Exercise goal → Could you print each of the records below exactly?

-------- Records for the task

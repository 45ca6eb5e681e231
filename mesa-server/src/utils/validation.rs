//! Input validation helpers
//!
//! Text length limits and field checks shared by the services.
//! SQLite TEXT has no built-in length enforcement.

use super::{AppError, AppResult};

// ── Text length limits ──────────────────────────────────────────────

/// Names: customers, menu items, categories, contacts
pub const MAX_NAME_LEN: usize = 200;

/// Notes, descriptions, contact messages
pub const MAX_NOTE_LEN: usize = 500;

/// Short identifiers: phone, location id, payment method
pub const MAX_SHORT_TEXT_LEN: usize = 100;

/// Email addresses (RFC 5321)
pub const MAX_EMAIL_LEN: usize = 254;

/// Delivery addresses
pub const MAX_ADDRESS_LEN: usize = 500;

/// Contact messages can be longer than notes
pub const MAX_MESSAGE_LEN: usize = 2000;

// ── Validation helpers ──────────────────────────────────────────────

fn check_length(value: &str, field: &str, max_len: usize) -> AppResult<()> {
    let chars = value.chars().count();
    if chars > max_len {
        return Err(AppError::out_of_range(
            field,
            format!("{field} is too long ({chars} chars, max {max_len})"),
        ));
    }
    Ok(())
}

/// Validate that a required string is non-empty and within the length limit.
pub fn validate_required_text(value: &str, field: &str, max_len: usize) -> AppResult<()> {
    if value.trim().is_empty() {
        return Err(AppError::required_field(field));
    }
    check_length(value, field, max_len)
}

/// Validate that an optional string, if present, is within the length limit.
pub fn validate_optional_text(value: &Option<String>, field: &str, max_len: usize) -> AppResult<()> {
    match value {
        Some(v) => check_length(v, field, max_len),
        None => Ok(()),
    }
}

/// Validate a strictly positive integer field.
pub fn validate_positive(value: i64, field: &str) -> AppResult<()> {
    if value <= 0 {
        return Err(AppError::out_of_range(field, format!("{field} must be positive")));
    }
    Ok(())
}

/// Validate a non-negative integer field.
pub fn validate_non_negative(value: i64, field: &str) -> AppResult<()> {
    if value < 0 {
        return Err(AppError::out_of_range(field, format!("{field} must not be negative")));
    }
    Ok(())
}

/// Validate a `YYYY-MM-DD` date.
pub fn validate_date(value: &str, field: &str) -> AppResult<()> {
    if !shared::util::is_valid_date(value) {
        return Err(AppError::invalid_field(
            field,
            format!("{field} must be a YYYY-MM-DD date"),
        ));
    }
    Ok(())
}

/// Validate a `HH:MM` time of day.
pub fn validate_time(value: &str, field: &str) -> AppResult<()> {
    if !shared::util::is_valid_time(value) {
        return Err(AppError::invalid_field(field, format!("{field} must be a HH:MM time")));
    }
    Ok(())
}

----------------

Answer to this task →
repository 45ca6eb5e681e231
filename mesa-server/src/utils/validation.rs
//! Input validation helpers
//!
//! Text length limits and field checks shared by the services.
//! SQLite TEXT has no built-in length enforcement.

use super::{AppError, AppResult};

// ── Text length limits ──────────────────────────────────────────────

/// Names: customers, menu items, categories, contacts
pub const MAX_NAME_LEN: usize = 200;

/// Notes, descriptions, contact messages
pub const MAX_NOTE_LEN: usize = 500;

/// Short identifiers: phone, location id, payment method
pub const MAX_SHORT_TEXT_LEN: usize = 100;

/// Email addresses (RFC 5321)
pub const MAX_EMAIL_LEN: usize = 254;

/// Delivery addresses
pub const MAX_ADDRESS_LEN: usize = 500;

/// Contact messages can be longer than notes
pub const MAX_MESSAGE_LEN: usize = 2000;

// ── Validation helpers ──────────────────────────────────────────────

fn check_length(value: &str, field: &str, max_len: usize) -> AppResult<()> {
    let chars = value.chars().count();
    if chars > max_len {
        return Err(AppError::out_of_range(
            field,
            format!("{field} is too long ({chars} chars, max {max_len})"),
        ));
    }
    Ok(())
}

/// Validate that a required string is non-empty and within the length limit.
pub fn validate_required_text(value: &str, field: &str, max_len: usize) -> AppResult<()> {
    if value.trim().is_empty() {
        return Err(AppError::required_field(field));
    }
    check_length(value, field, max_len)
}

/// Validate that an optional string, if present, is within the length limit.
pub fn validate_optional_text(value: &Option<String>, field: &str, max_len: usize) -> AppResult<()> {
    match value {
        Some(v) => check_length(v, field, max_len),
        None => Ok(()),
    }
}

/// Validate a strictly positive integer field.
pub fn validate_positive(value: i64, field: &str) -> AppResult<()> {
    if value <= 0 {
        return Err(AppError::out_of_range(field, format!("{field} must be positive")));
    }
    Ok(())
}

/// Validate a non-negative integer field.
pub fn validate_non_negative(value: i64, field: &str) -> AppResult<()> {
    if value < 0 {
        return Err(AppError::out_of_range(field, format!("{field} must not be negative")));
    }
    Ok(())
}

/// Validate a `YYYY-MM-DD` date.
pub fn validate_date(value: &str, field: &str) -> AppResult<()> {
    if !shared::util::is_valid_date(value) {
        return Err(AppError::invalid_field(
            field,
            format!("{field} must be a YYYY-MM-DD date"),
        ));
    }
    Ok(())
}

/// Validate a `HH:MM` time of day.
pub fn validate_time(value: &str, field: &str) -> AppResult<()> {
    if !shared::util::is_valid_time(value) {
        return Err(AppError::invalid_field(field, format!("{field} must be a HH:MM time")));
    }
    Ok(())
}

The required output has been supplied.